Juneteenth to Defunding the Police: The Civil War Continued
By: Anushka Joshi
On June 19th, 1865, the federal troops arrived in Texas to announce that all enslaved people were freed. Juneteenth is the oldest nationally celebrated commemoration of the ending of slavery in the United States, yet it is still not recognized as a federal holiday. Six months prior to Juneteenth, in January of 1865, the 13th Amendment was added to the U.S. Constitution in order to formally abolish slavery in the United States. It reads, “Neither slavery nor involuntary servitude, except as a punishment for crime whereof the party shall have been duly convicted, shall exist within the United States, or any place subject to their jurisdiction.” The fine print explains that slavery is abolished unless the party is punished/convicted for a crime. Subsequently, the exploitation and oppression of Black bodies still exists, and is reflected in the American incarceration system.
Police in their honest form are an extension of slavery in the United States. At inception, the police were designed to be “slave patrol” in order to control the enslaved population. This system disproportionately targets and imprisons Black men. One out of four Black males will serve prison time at one point or another in their lives. Not only does this prison industrial complex continuously drown Black men and tear families apart, but it is a pure example that America values financial capital over human capital and rights. Prisons, and specifically private for-profit prisons, make billions of dollars each year. 25% of the world's prisoners are in the United States. Oppression is America’s business model--and it always has been.
Over 150 years later this country still fights for true liberation. Recent events have called to defund the police. To some this may seem like an extreme solution, but it is the only way for this country to move forward. It takes 880 training hours to become a police officer, and 1,500 to become a barber. In 2019, U.S. police officers killed more than 1,000 citizens, and 99% of those officers were not charged. Police receive more funding than the amount required to end homelessness, hunger, and free tuition in the U.S. Instead, the money is spent on militarized weapons and protective gear, fueling violent behavior.

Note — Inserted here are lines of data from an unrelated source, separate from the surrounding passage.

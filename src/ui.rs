//! Terminal output for piper: status labels, tables, color detection.
//!
//! Results go to stdout, errors to stderr.
//!
//! # No-color detection (in priority order):
//! 1. `--no-color` CLI flag (highest priority)
//! 2. `NO_COLOR` environment variable (any value)
//! 3. `TERM=dumb` environment variable
//! 4. `--color` mode, where `auto` means "stdout is a TTY"

use anstream::{eprintln, println};
use anstyle::{AnsiColor, Color, Style};
use comfy_table::{Cell, ContentArrangement, Table, presets};
use std::io::IsTerminal;

/// Color mode for output
#[derive(Default, Debug, Clone, Copy, PartialEq, Eq, clap::ValueEnum)]
pub enum ColorMode {
    /// Always emit ANSI colors
    Always,
    /// Emit colors only if stdout is a TTY
    #[default]
    Auto,
    /// Never emit ANSI colors
    Never,
}

/// Resolved display settings
#[derive(Debug, Clone)]
pub struct Ui {
    pub color_enabled: bool,
}

impl Ui {
    pub fn new(mode: ColorMode, force_no_color: bool) -> Self {
        let color_enabled = Self::resolve_color(mode, force_no_color);

        if !color_enabled {
            anstream::ColorChoice::write_global(anstream::ColorChoice::Never);
        }

        Self { color_enabled }
    }

    fn resolve_color(mode: ColorMode, force_no_color: bool) -> bool {
        if force_no_color {
            return false;
        }

        if std::env::var_os("NO_COLOR").is_some() {
            return false;
        }

        if std::env::var("TERM").map(|t| t == "dumb").unwrap_or(false) {
            return false;
        }

        match mode {
            ColorMode::Always => true,
            ColorMode::Never => false,
            ColorMode::Auto => std::io::stdout().is_terminal(),
        }
    }

    fn style_label(&self, color: AnsiColor) -> Style {
        if self.color_enabled {
            Style::new().fg_color(Some(Color::Ansi(color))).bold()
        } else {
            Style::new()
        }
    }

    /// Print OK label (green) with message to stdout
    pub fn ok(&self, msg: impl AsRef<str>) {
        let label = self.style_label(AnsiColor::Green);
        println!("{label}OK{label:#} {}", msg.as_ref());
    }

    /// Print WARN label (yellow) with message to stdout
    pub fn warn(&self, msg: impl AsRef<str>) {
        let label = self.style_label(AnsiColor::Yellow);
        println!("{label}WARN{label:#} {}", msg.as_ref());
    }

    /// Print WARN label (yellow) with message to stderr, keeping stdout for results
    pub fn warn_stderr(&self, msg: impl AsRef<str>) {
        let label = self.style_label(AnsiColor::Yellow);
        eprintln!("{label}WARN{label:#} {}", msg.as_ref());
    }

    /// Print ERROR label (red) with message to stderr
    pub fn err(&self, msg: impl AsRef<str>) {
        let label = self.style_label(AnsiColor::Red);
        eprintln!("{label}ERROR{label:#} {}", msg.as_ref());
    }

    /// Print INFO label (cyan) with message to stdout
    pub fn info(&self, msg: impl AsRef<str>) {
        let label = self.style_label(AnsiColor::Cyan);
        println!("{label}INFO{label:#} {}", msg.as_ref());
    }

    pub fn dim(&self, s: impl AsRef<str>) -> String {
        if self.color_enabled {
            let st = Style::new().fg_color(Some(Color::Ansi(AnsiColor::BrightBlack)));
            format!("{st}{}{st:#}", s.as_ref())
        } else {
            s.as_ref().to_string()
        }
    }

    pub fn bold(&self, s: impl AsRef<str>) -> String {
        if self.color_enabled {
            let st = Style::new().bold();
            format!("{st}{}{st:#}", s.as_ref())
        } else {
            s.as_ref().to_string()
        }
    }

    /// Marker shown next to the current profile in listings
    pub fn icon_current(&self) -> &'static str {
        if self.color_enabled { "●" } else { "*" }
    }

    /// Borderless table for listings
    pub fn table(&self) -> Table {
        let mut table = Table::new();
        table.set_content_arrangement(ContentArrangement::Dynamic);
        table.load_preset(presets::NOTHING);
        table
    }

    pub fn cell(&self, content: impl Into<String>) -> Cell {
        Cell::new(content.into())
    }

    /// Header cell (bold when color enabled)
    pub fn header_cell(&self, content: impl Into<String>) -> Cell {
        let cell = Cell::new(content.into());
        if self.color_enabled {
            cell.add_attribute(comfy_table::Attribute::Bold)
        } else {
            cell
        }
    }

    /// Colored cell using comfy-table's own styling so widths stay correct
    pub fn colored_cell(&self, content: impl Into<String>, color: comfy_table::Color) -> Cell {
        let cell = Cell::new(content.into());
        if self.color_enabled { cell.fg(color) } else { cell }
    }

    /// Print a line to stdout
    pub fn println(&self, msg: impl AsRef<str>) {
        println!("{}", msg.as_ref());
    }

    pub fn newline(&self) {
        println!();
    }

    /// Print a bold section header
    pub fn section(&self, title: impl AsRef<str>) {
        println!("{}", self.bold(title));
    }
}

#[cfg(test)]
mod tests {
    use super::*;
    use clap::ValueEnum;

    #[test]
    fn test_color_mode_parse() {
        assert_eq!(ColorMode::from_str("always", true).unwrap(), ColorMode::Always);
        assert_eq!(ColorMode::from_str("auto", true).unwrap(), ColorMode::Auto);
        assert_eq!(ColorMode::from_str("NEVER", true).unwrap(), ColorMode::Never);
        assert!(ColorMode::from_str("invalid", true).is_err());
    }

    #[test]
    fn test_ui_force_no_color() {
        let ui = Ui::new(ColorMode::Always, true);
        assert!(!ui.color_enabled);
    }

    #[test]
    fn test_ui_never_mode() {
        let ui = Ui::new(ColorMode::Never, false);
        assert!(!ui.color_enabled);
    }

    #[test]
    fn test_plain_text_without_color() {
        let ui = Ui::new(ColorMode::Never, false);
        assert_eq!(ui.dim("test"), "test");
        assert_eq!(ui.bold("test"), "test");
        assert_eq!(ui.icon_current(), "*");
    }

    #[test]
    fn test_table_renders_rows() {
        let ui = Ui::new(ColorMode::Never, false);
        let mut table = ui.table();
        table.set_header(vec![ui.header_cell("Profile")]);
        table.add_row(vec![ui.colored_cell("alice", comfy_table::Color::Green)]);
        let rendered = table.to_string();
        assert!(rendered.contains("Profile"));
        assert!(rendered.contains("alice"));
    }
}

By defunding the police, it reduces the police budgets (and power) and reinvests that money into communities and programs that need uplifting. Reforming the broken policing system would cost more money and offers to treat symptoms rather than address the root of the issue. Instead, we must dismantle and create new alternatives to policing. Police power has expanded over the years, specifically in poor communities of color. This modern day slavery hides behind terms such as “war on crime” and the “war on drugs”. Poor communities of color are targeted, and are torn apart instead of built up. I am horrified that when kids from my hometown would get in trouble for doing drugs, they are quickly whisked away to rehabilitative facilities and schools in Montana or any other serene state––yet, in other communities, trouble at school or getting caught with the same “Friday night fun” activities is a first stroke with the justice system, and frequently ends childhood.
A budget is a moral document that decides what we value in society. At a local government level we have to create budgets for the people. That means funding affordable housing, healthcare, green spaces, counselors, after-school programs, trauma services, and anti-violence programs––anything to cultivate an environment where people are meant to thrive and feel supported. This next chapter doesn’t end with reinvesting into communities. As individual community members, how can we keep our cities safe? As described by Chanice McClover-Lee (@ChaniceALee), community alternatives to policing require all community members to step up, learn, and engage to keep our communities safe. We must learn how to conflict mediate, practice restorative justice, become trained street medics, and develop crisis networks with each other. Change policy, but we must change as people too.